Freestyle groin flaps: the real axial flap design and clinical application.

2015 
Abstract The groin flap represents a milestone in the history of flap development, since it was the first successful free cutaneous flap. Once widely used, it is currently less popular owing to the variations in vascular anatomy and the small, short pedicle. To enhance the clinical applications of the groin flap, its merits need to be promoted and its faults improved, including making some useful innovations. From February 2010 to February 2014, we successfully treated 35 patients with soft tissue defects in the extremities (28 patients), buttock (1 patient), and head (6 patients) using new designs in groin flaps: axial free (34 patients) or pedicle (1 patient) groin flaps. All types of axial groin flaps survived successfully in the 2 to 38 months' (mean, 15.6 months) follow-up.
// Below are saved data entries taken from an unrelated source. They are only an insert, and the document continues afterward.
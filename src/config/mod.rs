//! Configuration loading with layered precedence: files, environment, then CLI flags.

use std::{num::NonZeroU32, str::FromStr, time::Duration};

use apalis_cron::Schedule;
use chrono_tz::Tz;
use clap::Parser;
use config::{Config, Environment, File};
use serde::Deserialize;
use thiserror::Error;
use tracing::level_filters::LevelFilter;
use url::Url;

use crate::application::jobs::{DEFAULT_DISPATCH_SCHEDULE, dispatch_schedule};

mod cli;

pub use cli::*;

const DEFAULT_CONFIG_BASENAME: &str = "config/default";
const LOCAL_CONFIG_BASENAME: &str = "dripline";
const ENV_PREFIX: &str = "DRIPLINE";
const DEFAULT_DB_MAX_CONNECTIONS: u32 = 8;
const DEFAULT_BATCH_SIZE: u32 = 50;
const DEFAULT_CLAIM_TIMEOUT_SECS: u64 = 900;
const DEFAULT_TIMEZONE: &str = "UTC";
const DEFAULT_LATE_HOUR: u8 = 20;
const DEFAULT_FALLBACK_DELAY_MINUTES: u64 = 15;
const DEFAULT_TOKEN_TTL_HOURS: u64 = 24;
const DEFAULT_LINKS_BASE_URL: &str = "http://localhost:8080/";
const DEFAULT_MAIL_TIMEOUT_SECS: u64 = 10;

/// Fully-resolved settings after precedence resolution and validation.
#[derive(Debug, Clone)]
pub struct Settings {
    pub logging: LoggingSettings,
    pub database: DatabaseSettings,
    pub dispatch: DispatchWorkerSettings,
    pub scheduling: SchedulingSettings,
    pub subscriptions: SubscriptionSettings,
    pub links: LinkSettings,
    pub mail: MailSettings,
}

#[derive(Debug, Clone)]
pub struct LoggingSettings {
    pub level: LevelFilter,
    pub format: LogFormat,
}

#[derive(Debug, Clone, Copy)]
pub enum LogFormat {
    Json,
    Compact,
}

#[derive(Debug, Clone)]
pub struct DatabaseSettings {
    pub url: Option<String>,
    pub max_connections: NonZeroU32,
}

#[derive(Debug, Clone)]
pub struct DispatchWorkerSettings {
    pub schedule: Schedule,
    pub batch_size: NonZeroU32,
    pub claim_timeout: Duration,
}

#[derive(Debug, Clone)]
pub struct SchedulingSettings {
    pub timezone: Tz,
    pub late_hour: u8,
    pub fallback_delay: Duration,
}

#[derive(Debug, Clone)]
pub struct SubscriptionSettings {
    pub token_ttl: Duration,
}

#[derive(Debug, Clone)]
pub struct LinkSettings {
    /// Always ends with a slash so relative joins stay under it.
    pub base_url: Url,
}

#[derive(Debug, Clone)]
pub struct MailSettings {
    /// Without a relay, mail is written to the log instead of delivered.
    pub relay_url: Option<Url>,
    pub timeout: Duration,
}

#[derive(Debug, Error)]
pub enum LoadError {
    #[error("failed to build configuration: {0}")]
    Build(#[from] config::ConfigError),
    #[error("invalid configuration for `{key}`: {reason}")]
    Invalid { key: &'static str, reason: String },
}

impl LoadError {
    fn invalid(key: &'static str, reason: impl Into<String>) -> Self {
        Self::Invalid {
            key,
            reason: reason.into(),
        }
    }
}

/// Load settings using the configured precedence (file → environment → CLI).
pub fn load(cli: &CliArgs) -> Result<Settings, LoadError> {
    let mut builder = Config::builder()
        .add_source(File::with_name(DEFAULT_CONFIG_BASENAME).required(false))
        .add_source(File::with_name(LOCAL_CONFIG_BASENAME).required(false));

    if let Some(path) = cli.config_file.as_ref() {
        builder = builder.add_source(File::from(path.as_path()).required(true));
    }

    builder = builder.add_source(Environment::with_prefix(ENV_PREFIX).separator("__"));

    let mut raw: RawSettings = builder.build()?.try_deserialize()?;

    match cli.command.as_ref() {
        Some(Command::Serve(args)) => raw.apply_serve_overrides(&args.overrides),
        Some(Command::Dispatch(args)) => {
            raw.apply_database_override(&args.database);
            if let Some(size) = args.batch_size {
                raw.dispatch.batch_size = Some(size.into());
            }
        }
        Some(other) => raw.apply_database_override(other.database()),
        None => raw.apply_serve_overrides(&ServeOverrides::default()),
    }

    Settings::from_raw(raw)
}

#[derive(Debug, Clone, Deserialize, Default)]
#[serde(default)]
struct RawSettings {
    logging: RawLoggingSettings,
    database: RawDatabaseSettings,
    dispatch: RawDispatchSettings,
    scheduling: RawSchedulingSettings,
    subscriptions: RawSubscriptionSettings,
    links: RawLinkSettings,
    mail: RawMailSettings,
}

impl RawSettings {
    fn apply_serve_overrides(&mut self, overrides: &ServeOverrides) {
        if let Some(level) = overrides.log_level.as_ref() {
            self.logging.level = Some(level.clone());
        }
        if let Some(json) = overrides.log_json {
            self.logging.json = Some(json);
        }
        if let Some(schedule) = overrides.dispatch_schedule.as_ref() {
            self.dispatch.schedule = Some(schedule.clone());
        }
        if let Some(size) = overrides.batch_size {
            self.dispatch.batch_size = Some(size.into());
        }
        if let Some(zone) = overrides.timezone.as_ref() {
            self.scheduling.timezone = Some(zone.clone());
        }
        if let Some(url) = overrides.mail_relay_url.as_ref() {
            self.mail.relay_url = Some(url.clone());
        }
        if let Some(url) = overrides.links_base_url.as_ref() {
            self.links.base_url = Some(url.clone());
        }
        self.apply_database_override(&overrides.database);
    }

    fn apply_database_override(&mut self, overrides: &DatabaseOverride) {
        if let Some(url) = overrides.database_url.as_ref() {
            self.database.url = Some(url.clone());
        }
    }
}

impl Settings {
    fn from_raw(raw: RawSettings) -> Result<Self, LoadError> {
        let RawSettings {
            logging,
            database,
            dispatch,
            scheduling,
            subscriptions,
            links,
            mail,
        } = raw;

        Ok(Self {
            logging: build_logging_settings(logging)?,
            database: build_database_settings(database)?,
            dispatch: build_dispatch_settings(dispatch)?,
            scheduling: build_scheduling_settings(scheduling)?,
            subscriptions: build_subscription_settings(subscriptions)?,
            links: build_link_settings(links)?,
            mail: build_mail_settings(mail)?,
        })
    }
}

fn build_logging_settings(logging: RawLoggingSettings) -> Result<LoggingSettings, LoadError> {
    let level = match logging.level {
        Some(level) => LevelFilter::from_str(level.as_str()).map_err(|err| {
            LoadError::invalid("logging.level", format!("failed to parse: {err}"))
        })?,
        None => LevelFilter::INFO,
    };

    let format = if logging.json.unwrap_or(false) {
        LogFormat::Json
    } else {
        LogFormat::Compact
    };

    Ok(LoggingSettings { level, format })
}

fn build_database_settings(database: RawDatabaseSettings) -> Result<DatabaseSettings, LoadError> {
    let url = database.url.and_then(|value| {
        let trimmed = value.trim();
        (!trimmed.is_empty()).then(|| trimmed.to_string())
    });

    let max_connections = non_zero_u32(
        database
            .max_connections
            .unwrap_or(DEFAULT_DB_MAX_CONNECTIONS)
            .into(),
        "database.max_connections",
    )?;

    Ok(DatabaseSettings {
        url,
        max_connections,
    })
}

fn build_dispatch_settings(
    dispatch: RawDispatchSettings,
) -> Result<DispatchWorkerSettings, LoadError> {
    let expression = dispatch
        .schedule
        .unwrap_or_else(|| DEFAULT_DISPATCH_SCHEDULE.to_string());
    let schedule = dispatch_schedule(expression.trim())
        .map_err(|reason| LoadError::invalid("dispatch.schedule", reason))?;

    let batch_size = non_zero_u32(
        dispatch.batch_size.unwrap_or(DEFAULT_BATCH_SIZE.into()),
        "dispatch.batch_size",
    )?;

    let claim_secs = dispatch
        .claim_timeout_seconds
        .unwrap_or(DEFAULT_CLAIM_TIMEOUT_SECS);
    if claim_secs == 0 {
        return Err(LoadError::invalid(
            "dispatch.claim_timeout_seconds",
            "must be greater than zero",
        ));
    }

    Ok(DispatchWorkerSettings {
        schedule,
        batch_size,
        claim_timeout: Duration::from_secs(claim_secs),
    })
}

fn build_scheduling_settings(
    scheduling: RawSchedulingSettings,
) -> Result<SchedulingSettings, LoadError> {
    let name = scheduling
        .timezone
        .unwrap_or_else(|| DEFAULT_TIMEZONE.to_string());
    let timezone = Tz::from_str(name.trim()).map_err(|err| {
        LoadError::invalid("scheduling.timezone", format!("unknown zone `{name}`: {err}"))
    })?;

    let late_hour = scheduling.late_hour.unwrap_or(DEFAULT_LATE_HOUR);
    if late_hour > 23 {
        return Err(LoadError::invalid(
            "scheduling.late_hour",
            "must be between 0 and 23",
        ));
    }

    let fallback_minutes = scheduling
        .fallback_delay_minutes
        .unwrap_or(DEFAULT_FALLBACK_DELAY_MINUTES);

    Ok(SchedulingSettings {
        timezone,
        late_hour,
        fallback_delay: Duration::from_secs(fallback_minutes.saturating_mul(60)),
    })
}

fn build_subscription_settings(
    subscriptions: RawSubscriptionSettings,
) -> Result<SubscriptionSettings, LoadError> {
    let hours = subscriptions
        .token_ttl_hours
        .unwrap_or(DEFAULT_TOKEN_TTL_HOURS);
    if hours == 0 {
        return Err(LoadError::invalid(
            "subscriptions.token_ttl_hours",
            "must be greater than zero",
        ));
    }

    Ok(SubscriptionSettings {
        token_ttl: Duration::from_secs(hours.saturating_mul(3600)),
    })
}

fn build_link_settings(links: RawLinkSettings) -> Result<LinkSettings, LoadError> {
    let raw = links
        .base_url
        .unwrap_or_else(|| DEFAULT_LINKS_BASE_URL.to_string());
    let mut base_url = parse_http_url(raw.trim(), "links.base_url")?;
    if !base_url.path().ends_with('/') {
        let path = format!("{}/", base_url.path());
        base_url.set_path(&path);
    }

    Ok(LinkSettings { base_url })
}

fn build_mail_settings(mail: RawMailSettings) -> Result<MailSettings, LoadError> {
    let relay_url = match mail.relay_url.as_deref().map(str::trim) {
        Some(value) if !value.is_empty() => Some(parse_http_url(value, "mail.relay_url")?),
        _ => None,
    };

    let timeout_secs = mail.timeout_seconds.unwrap_or(DEFAULT_MAIL_TIMEOUT_SECS);
    if timeout_secs == 0 {
        return Err(LoadError::invalid(
            "mail.timeout_seconds",
            "must be greater than zero",
        ));
    }

    Ok(MailSettings {
        relay_url,
        timeout: Duration::from_secs(timeout_secs),
    })
}

#[derive(Debug, Clone, Deserialize, Default)]
#[serde(default)]
struct RawLoggingSettings {
    level: Option<String>,
    json: Option<bool>,
}

#[derive(Debug, Clone, Deserialize, Default)]
#[serde(default)]
struct RawDatabaseSettings {
    url: Option<String>,
    max_connections: Option<u32>,
}

#[derive(Debug, Clone, Deserialize, Default)]
#[serde(default)]
struct RawDispatchSettings {
    schedule: Option<String>,
    batch_size: Option<u64>,
    claim_timeout_seconds: Option<u64>,
}

#[derive(Debug, Clone, Deserialize, Default)]
#[serde(default)]
struct RawSchedulingSettings {
    timezone: Option<String>,
    late_hour: Option<u8>,
    fallback_delay_minutes: Option<u64>,
}

#[derive(Debug, Clone, Deserialize, Default)]
#[serde(default)]
struct RawSubscriptionSettings {
    token_ttl_hours: Option<u64>,
}

#[derive(Debug, Clone, Deserialize, Default)]
#[serde(default)]
struct RawLinkSettings {
    base_url: Option<String>,
}

#[derive(Debug, Clone, Deserialize, Default)]
#[serde(default)]
struct RawMailSettings {
    relay_url: Option<String>,
    timeout_seconds: Option<u64>,
}

fn parse_http_url(value: &str, key: &'static str) -> Result<Url, LoadError> {
    let url = Url::parse(value)
        .map_err(|err| LoadError::invalid(key, format!("invalid url `{value}`: {err}")))?;
    match url.scheme() {
        "http" | "https" => Ok(url),
        other => Err(LoadError::invalid(
            key,
            format!("unsupported scheme `{other}`"),
        )),
    }
}

fn non_zero_u32(value: u64, key: &'static str) -> Result<NonZeroU32, LoadError> {
    if value == 0 {
        return Err(LoadError::invalid(key, "must be greater than zero"));
    }
    let value_u32: u32 = value
        .try_into()
        .map_err(|_| LoadError::invalid(key, "value exceeds supported range for u32"))?;
    NonZeroU32::new(value_u32).ok_or_else(|| LoadError::invalid(key, "must be greater than zero"))
}

/// Resolve configuration using the supplied CLI arguments, returning both for downstream use.
pub fn load_with_cli() -> Result<(CliArgs, Settings), LoadError> {
    let args = CliArgs::parse();
    let settings = load(&args)?;
    Ok((args, settings))
}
The branches of the superficial circumflex iliac artery used for the axial flap design were 2 to 4 (mean, 3.09). The flap size ranged from 1×1.5 cm to 11×30 cm. No significant complications developed in any of the patients, with the exception of 2 mildly bulky flaps. This axial design of freestyle groin flaps not only preserves the earlier merits of the groin flap but also creates many new advantages: (1) reliability is greater, (2) ability to tailor the dimensions and flap paddles to the lesions, (3) options available to "lengthen" flap pedicles, and (4) local anesthesia usable with free flaps for reconstruction.